How to Improve Your Bone Health After Age 50?

Strengthening your bones might not be one of your priorities but if you know how adversely it can affect your quality of life, you would never compromise on their health. It is during the early years of your life that you can build a bone bank that will help in leading the later years of your life stress-free. If you have been a wild child, and haven’t eaten healthy food during the teenage years, you are at a high risk of osteoporosis. 

It is researched that 1 in 2 women and 1 in 4 men will experience a fracture in their lifetime because of osteoporosis. The 2011 JAMA Internal Medicine study revealed that women aged 65 to 69 who break their hip are five times more likely to die within the next year as compared to their strong-hipped peers. However, it is never too late to choose a healthy lifestyle, so you should take steps to prevent further loss of your bone density.

Even if you have abused your body in the past, let us tell you some futile tips to ensure better bone health than before.

Know Your Health Condition Well

Before you start with a healthy regime, it is essential to know how much improvement is required. If you aren’t sure where you stand on the bone-strength scale, it is better to head out to an orthopedic clinic where the doctor will ask you to undergo a couple of tests. 

The most accurate results are attained through the bone-density test known as a dual-energy X-ray absorptiometry (DEXA) scan. For women, it should be done as soon as they reach menopause, and earlier if the bone health appears to be feebler.

This test is fast, painless, and isn’t even costly. If the test score is between 1 and -1, then the person has normal bone density. A score between -1 and -2.5 indicates that the bones are less dense than they should be, whereas a value less than -2.5 indicates osteoporosis.

Opt for an Active Lifestyle

Continuous inactivity will make your bones and muscles lose strength and this, in turn, increases the risk of falls, fractures, and osteoporosis. People of over 50 years of age should incorporate at least 150 minutes of exercise throughout the week.

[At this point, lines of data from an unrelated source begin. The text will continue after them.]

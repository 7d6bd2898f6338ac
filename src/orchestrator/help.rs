//! Help aggregation
//!
//! Merges the options every module reports in help mode.

use crate::models::CommandLineOptionMessages;
use serde::Serialize;
use std::collections::BTreeMap;
use std::sync::{Mutex, PoisonError};

#[derive(Clone, Debug, PartialEq, Eq, Serialize)]
pub struct HelpOption {
    pub name: String,
    pub description: String,
    pub is_built_in: bool,
    /// Modules that do not offer this option
    pub missing_from: Vec<String>,
}

#[derive(Clone, Debug, Default, PartialEq, Eq, Serialize)]
pub struct HelpSummary {
    pub modules: Vec<String>,
    pub built_in: Vec<HelpOption>,
    pub extension: Vec<HelpOption>,
}

impl HelpSummary {
    pub fn is_empty(&self) -> bool {
        self.built_in.is_empty() && self.extension.is_empty()
    }
}

/// Collects options per module
#[derive(Default)]
pub struct HelpAggregator {
    // module path -> option name -> (description, built in)
    modules: Mutex<BTreeMap<String, BTreeMap<String, (String, bool)>>>,
}

impl HelpAggregator {
    pub fn new() -> Self {
        Self::default()
    }

    pub fn record(&self, module_path: &str, options: &CommandLineOptionMessages) {
        let mut modules = self.modules.lock().unwrap_or_else(PoisonError::into_inner);
        let entry = modules.entry(module_path.to_string()).or_default();
        for option in options.options.iter().filter(|o| !o.is_hidden) {
            entry
                .entry(option.name.clone())
                .or_insert_with(|| (option.description.clone(), option.is_built_in));
        }
    }

    pub fn summarize(&self) -> HelpSummary {
        let modules = self.modules.lock().unwrap_or_else(PoisonError::into_inner);

        let mut merged: BTreeMap<&str, (&str, bool)> = BTreeMap::new();
        for options in modules.values() {
            for (name, (description, built_in)) in options {
                merged
                    .entry(name.as_str())
                    .or_insert((description.as_str(), *built_in));
            }
        }

        let mut summary = HelpSummary {
            modules: modules.keys().cloned().collect(),
            ..Default::default()
        };
        for (name, (description, is_built_in)) in merged {
            let missing_from = modules
                .iter()
                .filter(|(_, options)| !options.contains_key(name))
                .map(|(module, _)| module.clone())
                .collect();
            let option = HelpOption {
                name: name.to_string(),
                description: description.to_string(),
                is_built_in,
                missing_from,
            };
            if is_built_in {
                summary.built_in.push(option);
            } else {
                summary.extension.push(option);
            }
        }
        summary
    }
}
//! Supervisor event surface
//!
//! Every protocol message a host sends is republished as one typed handler call.

use crate::models::{
    CommandLineOptionMessages, DiscoveredTestMessages, FileArtifactMessages, Handshake, Module,
    SessionEvent, TestResultMessages,
};
use std::fmt;
use std::sync::atomic::{AtomicU64, Ordering};
use std::sync::Arc;

static NEXT_SUPERVISOR_ID: AtomicU64 = AtomicU64::new(1);

/// Identity of one supervisor, unique for the process lifetime
#[derive(Clone, Copy, Debug, PartialEq, Eq, Hash, PartialOrd, Ord)]
pub struct SupervisorId(u64);

impl SupervisorId {
    pub fn next() -> Self {
        Self(NEXT_SUPERVISOR_ID.fetch_add(1, Ordering::Relaxed))
    }

    pub fn value(&self) -> u64 {
        self.0
    }
}

impl fmt::Display for SupervisorId {
    fn fmt(&self, f: &mut fmt::Formatter<'_>) -> fmt::Result {
        write!(f, "#{}", self.0)
    }
}

/// Passed to every handler call so receivers can correlate events
#[derive(Clone, Debug)]
pub struct SupervisorInfo {
    pub id: SupervisorId,
    pub module: Arc<Module>,
}

/// Terminal observation of the host process
#[derive(Clone, Debug, Default, PartialEq, Eq)]
pub struct ProcessExit {
    pub exit_code: i32,
    pub stdout: Vec<String>,
    pub stderr: Vec<String>,
    pub handshake_received: bool,
}

#[derive(Clone, Copy, Debug, PartialEq, Eq)]
pub enum FailureKind {
    /// The host could not be started
    Launch,
    /// The host violated the protocol
    Protocol,
    /// The host reported an error itself
    Host,
}

impl fmt::Display for FailureKind {
    fn fmt(&self, f: &mut fmt::Formatter<'_>) -> fmt::Result {
        match self {
            FailureKind::Launch => write!(f, "launch"),
            FailureKind::Protocol => write!(f, "protocol"),
            FailureKind::Host => write!(f, "host"),
        }
    }
}

#[derive(Clone, Debug, PartialEq, Eq)]
pub struct HostFailure {
    pub kind: FailureKind,
    pub message: String,
}

impl HostFailure {
    pub fn new(kind: FailureKind, message: impl Into<String>) -> Self {
        Self {
            kind,
            message: message.into(),
        }
    }
}

impl fmt::Display for HostFailure {
    fn fmt(&self, f: &mut fmt::Formatter<'_>) -> fmt::Result {
        write!(f, "{} error: {}", self.kind, self.message)
    }
}

/// Receiver of supervisor events
///
/// Calls for one supervisor arrive in send order on that supervisor's pump task;
/// `on_process_exit` is always the last call for a supervisor.
pub trait SupervisorHandler: Send + Sync {
    fn on_handshake(&self, info: &SupervisorInfo, handshake: &Handshake);

    fn on_command_line_options(
        &self,
        _info: &SupervisorInfo,
        _options: &CommandLineOptionMessages,
    ) {
    }

    fn on_discovered_tests(&self, _info: &SupervisorInfo, _tests: &DiscoveredTestMessages) {}

    fn on_test_results(&self, _info: &SupervisorInfo, _results: &TestResultMessages) {}

    fn on_file_artifacts(&self, _info: &SupervisorInfo, _artifacts: &FileArtifactMessages) {}

    fn on_session_event(&self, _info: &SupervisorInfo, _event: &SessionEvent) {}

    fn on_error(&self, info: &SupervisorInfo, failure: &HostFailure);

    fn on_process_exit(&self, info: &SupervisorInfo, exit: &ProcessExit);
}
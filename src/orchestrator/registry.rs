//! Execution registry
//!
//! Maps in-flight supervisors to the metadata their host reported in its handshake.

use crate::models::{Handshake, HandshakeProperty, Module};
use crate::supervisor::{SupervisorId, SupervisorInfo};
use dashmap::DashMap;
use serde::Serialize;

/// Metadata attached to every event of one supervisor
#[derive(Clone, Debug, PartialEq, Eq, Serialize)]
pub struct ExecutionContext {
    pub module_path: String,
    pub target_framework: Option<String>,
    pub architecture: Option<String>,
    pub execution_id: Option<String>,
}

impl ExecutionContext {
    pub fn from_module(module: &Module) -> Self {
        Self {
            module_path: module.display_path(),
            target_framework: module.target_framework.clone(),
            architecture: None,
            execution_id: None,
        }
    }

    pub fn from_handshake(module: &Module, handshake: &Handshake) -> Self {
        let fallback = Self::from_module(module);
        Self {
            module_path: handshake
                .get(HandshakeProperty::ModulePath)
                .map(str::to_string)
                .unwrap_or(fallback.module_path),
            target_framework: handshake
                .get(HandshakeProperty::Framework)
                .map(short_target_framework)
                .or(fallback.target_framework),
            architecture: handshake
                .get(HandshakeProperty::Architecture)
                .map(str::to_lowercase),
            execution_id: handshake.execution_id().map(str::to_string),
        }
    }
}

/// Concurrent map from supervisor to execution context
#[derive(Default)]
pub struct ExecutionRegistry {
    contexts: DashMap<SupervisorId, ExecutionContext>,
}

impl ExecutionRegistry {
    pub fn new() -> Self {
        Self::default()
    }

    /// Record the context for a supervisor; the first handshake wins
    pub fn on_handshake(&self, info: &SupervisorInfo, handshake: &Handshake) -> ExecutionContext {
        self.contexts
            .entry(info.id)
            .or_insert_with(|| ExecutionContext::from_handshake(&info.module, handshake))
            .clone()
    }

    pub fn get(&self, id: SupervisorId) -> Option<ExecutionContext> {
        self.contexts.get(&id).map(|entry| entry.value().clone())
    }

    /// Context for a supervisor, falling back to the module's static metadata
    pub fn context(&self, info: &SupervisorInfo) -> ExecutionContext {
        self.get(info.id)
            .unwrap_or_else(|| ExecutionContext::from_module(&info.module))
    }

    pub fn remove(&self, id: SupervisorId) -> Option<ExecutionContext> {
        self.contexts.remove(&id).map(|(_, context)| context)
    }

    pub fn len(&self) -> usize {
        self.contexts.len()
    }

    pub fn is_empty(&self) -> bool {
        self.contexts.is_empty()
    }
}

/// Short moniker for a framework description, e.g. `.NETCoreApp,Version=v8.0` -> `net8.0`
///
/// Unrecognized descriptions are returned unchanged.
pub fn short_target_framework(framework: &str) -> String {
    let framework = framework.trim();

    let short = if let Some((name, version)) = framework.split_once(",Version=v") {
        match name {
            ".NETCoreApp" => core_moniker(version),
            ".NETFramework" => Some(format!("net{}", version.replace('.', ""))),
            ".NETStandard" => Some(format!("netstandard{version}")),
            _ => None,
        }
    } else if let Some(version) = framework.strip_prefix(".NET Framework ") {
        Some(format!("net{}", major_minor(version).replace('.', "")))
    } else if let Some(version) = framework.strip_prefix(".NET Core ") {
        Some(format!("netcoreapp{}", major_minor(version)))
    } else if let Some(version) = framework.strip_prefix(".NET ") {
        core_moniker(version)
    } else {
        None
    };

    short.unwrap_or_else(|| framework.to_string())
}

fn major_minor(version: &str) -> String {
    version.split('.').take(2).collect::<Vec<_>>().join(".")
}

fn core_moniker(version: &str) -> Option<String> {
    let major: u32 = version.split('.').next()?.parse().ok()?;
    let version = major_minor(version);
    if major >= 5 {
        Some(format!("net{version}"))
    } else {
        Some(format!("netcoreapp{version}"))
    }
}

If your health doesn’t allow you to go for weight training and other heavy exercises, you can choose to do some moderate activity. This will still increase your heart rate and make you feel warmer because of fast breathing. These activities include water aerobics, walking, pushing a lawnmower, and riding a bike.

You can even work on improving your muscle strength by dancing, going up and down the stairs, exercising on music, and yoga. These activities improve your balance and coordination, which minimizes the risk of falling and saves you from unexpected fractures.

Get Enough of Vitamin D and Vitamin K

Vitamin D is essential for bone health and strong muscles. It is during the summer months (March through September) that our bodies soak up enough sunlight and utilize it to make Vitamin D. 41.6% of Americans are deficient in Vitamin D as they don’t get enough light.

If you don’t go out quite often, it is better to take a daily supplement. For people over 50 years of age, a vitamin D supplement of 400 IU every day is recommended. Dark-skinned people may not be able to get sufficient Vitamin D from sunlight so they should rely on a supplement in any case. 

There are multiple foods rich in Vitamin D, especially oily fish like mackerel and salmon, some breakfast cereals, fortified orange juice, fortified rice and soy beverages, margarine, and egg yolks. 

Make Vegetables an Integral Part of Your Diet

By incorporating vegetables in your diet, you are actively taking rich amounts of Vitamin C. Not only does Vitamin C stimulate the production of bone-forming cells but some studies suggest that its antioxidant effects also protect the bone cells from any kind of damage.

Vegetables tend to increase bone mineral density, which indicates the amount of calcium and other minerals in your bones. In young adults, a high intake of green and yellow vegetables increases the bone mineralization and bring about benefits in the older age.

A three-month study was conducted in which women consumed more than nine servings of cabbage, broccoli, parsley, and other plants containing bone-protective oxidants. It was found that there was a significant decrease in bone turnover in those women.

Try Eating Calcium-Rich Foods throughout the Day

Without a doubt, calcium is the most important mineral for bone health and is the main constituent of your bones. It is essential to consume it daily if you want to protect the strength and structure of your bones.

The RDI for calcium is 1,000 mg per day but older people, especially women, require 1,200 mg daily. It is better to take calcium through food instead of supplements, but the amount absorbed by the body varies greatly.

A recent study conducted on 1,567 people revealed that high-calcium intake from foods will decrease the rate of heart disease. On the other hand, those taking the supplements are prone to a 22% higher risk of developing heart disease.

Conclusion

No matter what stage of life you are in, bone health is extremely important. People tend to take having strong bones for granted until they start experiencing the adverse effects of lost bone density. Fortunately, several lifestyle and nutrition habits can help in building back the strength and density of the bones. 

First of all, one must limit the consumption of caffeine, alcohol, and nicotine as all of them lead to faster bone loss. Choose your health over everything else. Gain weight if you need to or shed a few pounds if you want to put less pressure on your knees. The best thing is it is never too late to start, so better now than never.